__EXERCISE INPUTS__.
============================================================
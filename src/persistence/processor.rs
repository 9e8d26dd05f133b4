//! Post-read/post-write processor hooks
//!
//! An `IoProcessor` runs after a file read or write completes, receiving
//! the container involved. Processors are side-effect hooks: they cannot
//! return data through the container's interface, only succeed or fail.

use std::path::Path;

use tracing::debug;

use crate::container::GenericDataContainer;
use crate::error::{SharedError, SharedResult};

/// Hook invoked after a read or write completes.
///
/// Implementations must decide what to do with the container; there is no
/// default behavior to fall back on.
pub trait IoProcessor: Send + Sync {
    /// Perform a side-effect pass over a filled container
    fn process(&self, data: &GenericDataContainer) -> SharedResult<()>;
}

/// Processor verifying that a container's string value names an existing
/// regular file on the filesystem.
#[derive(Debug, Default)]
pub struct FileExistsProcessor;

impl FileExistsProcessor {
    pub fn new() -> Self {
        Self
    }
}

impl IoProcessor for FileExistsProcessor {
    fn process(&self, data: &GenericDataContainer) -> SharedResult<()> {
        let path = data.data().as_text().ok_or_else(|| SharedError::Validation {
            message: format!(
                "container \"{}\" does not hold a textual value (shape: {})",
                data.name(),
                data.data_type()
            ),
        })?;

        if !Path::new(path).is_file() {
            return Err(SharedError::Validation {
                message: format!("\"{path}\" does not refer to an existing file"),
            });
        }

        debug!("verified that \"{}\" exists", path);
        Ok(())
    }
}

#[cfg(test)]
mod tests {
    use super::*;
    use crate::container::DataKind;
    use crate::value::Value;
    use assert_matches::assert_matches;
    use std::io::Write;

    #[test]
    fn test_existing_file_passes() {
        let mut file = tempfile::NamedTempFile::new().unwrap();
        writeln!(file, "content").unwrap();

        let mut container = GenericDataContainer::new("path", DataKind::String);
        container
            .store(Value::from(file.path().to_string_lossy().as_ref()), None)
            .unwrap();

        assert!(FileExistsProcessor::new().process(&container).is_ok());
    }

    #[test]
    fn test_missing_file_fails() {
        let mut container = GenericDataContainer::new("path", DataKind::String);
        container
            .store(Value::from("/no/such/file/anywhere"), None)
            .unwrap();

        assert_matches!(
            FileExistsProcessor::new().process(&container),
            Err(SharedError::Validation { .. })
        );
    }

    #[test]
    fn test_non_textual_container_fails() {
        let mut container = GenericDataContainer::new("count", DataKind::Integer);
        container.store(Value::from(1i64), None).unwrap();

        assert_matches!(
            FileExistsProcessor::new().process(&container),
            Err(SharedError::Validation { .. })
        );
    }
}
============================================================
__WHAT IS NEEDED__. In the listing above, find each line where "SharedResult" occurs and copy it.

__FINISHED TASK__.
use crate::error::{SharedError, SharedResult};
    fn process(&self, data: &GenericDataContainer) -> SharedResult<()>;
    fn process(&self, data: &GenericDataContainer) -> SharedResult<()> {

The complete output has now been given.